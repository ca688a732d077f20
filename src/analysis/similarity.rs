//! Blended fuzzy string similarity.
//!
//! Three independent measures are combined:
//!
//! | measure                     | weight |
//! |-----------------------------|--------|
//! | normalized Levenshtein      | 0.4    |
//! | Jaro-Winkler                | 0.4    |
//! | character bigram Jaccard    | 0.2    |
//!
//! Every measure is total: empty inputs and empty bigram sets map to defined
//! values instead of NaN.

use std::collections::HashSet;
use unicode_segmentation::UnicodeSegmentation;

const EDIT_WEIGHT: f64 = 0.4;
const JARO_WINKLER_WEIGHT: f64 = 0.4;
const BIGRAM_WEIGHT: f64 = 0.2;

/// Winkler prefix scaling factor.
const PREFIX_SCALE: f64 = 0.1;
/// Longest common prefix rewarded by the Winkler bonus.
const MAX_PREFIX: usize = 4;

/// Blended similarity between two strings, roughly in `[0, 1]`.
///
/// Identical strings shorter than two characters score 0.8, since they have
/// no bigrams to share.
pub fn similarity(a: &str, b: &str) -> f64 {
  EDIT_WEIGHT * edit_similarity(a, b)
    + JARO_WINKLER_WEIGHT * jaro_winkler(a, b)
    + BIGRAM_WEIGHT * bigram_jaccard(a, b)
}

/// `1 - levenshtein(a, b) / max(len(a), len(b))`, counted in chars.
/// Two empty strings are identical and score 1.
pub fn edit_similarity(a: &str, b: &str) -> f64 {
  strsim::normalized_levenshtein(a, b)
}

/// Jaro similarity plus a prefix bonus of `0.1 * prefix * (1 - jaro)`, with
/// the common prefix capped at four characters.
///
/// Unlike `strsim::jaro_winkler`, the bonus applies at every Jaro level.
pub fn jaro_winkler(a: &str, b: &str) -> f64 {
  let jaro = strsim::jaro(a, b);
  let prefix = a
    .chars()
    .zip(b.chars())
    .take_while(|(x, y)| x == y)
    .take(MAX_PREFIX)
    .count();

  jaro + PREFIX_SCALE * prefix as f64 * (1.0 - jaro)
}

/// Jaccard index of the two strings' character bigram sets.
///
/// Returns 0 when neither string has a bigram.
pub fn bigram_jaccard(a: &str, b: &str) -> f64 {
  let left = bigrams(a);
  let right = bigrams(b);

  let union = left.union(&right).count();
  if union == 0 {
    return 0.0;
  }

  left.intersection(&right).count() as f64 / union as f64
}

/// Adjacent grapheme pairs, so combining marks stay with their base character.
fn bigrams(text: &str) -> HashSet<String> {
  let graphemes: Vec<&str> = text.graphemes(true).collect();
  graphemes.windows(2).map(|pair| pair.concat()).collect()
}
***
> **Work item**: Identify the lines of the data that contain the word "strsim". Copy each of them.

> **Answer box**:
  strsim::normalized_levenshtein(a, b)
/// Unlike `strsim::jaro_winkler`, the bonus applies at every Jaro level.
  let jaro = strsim::jaro(a, b);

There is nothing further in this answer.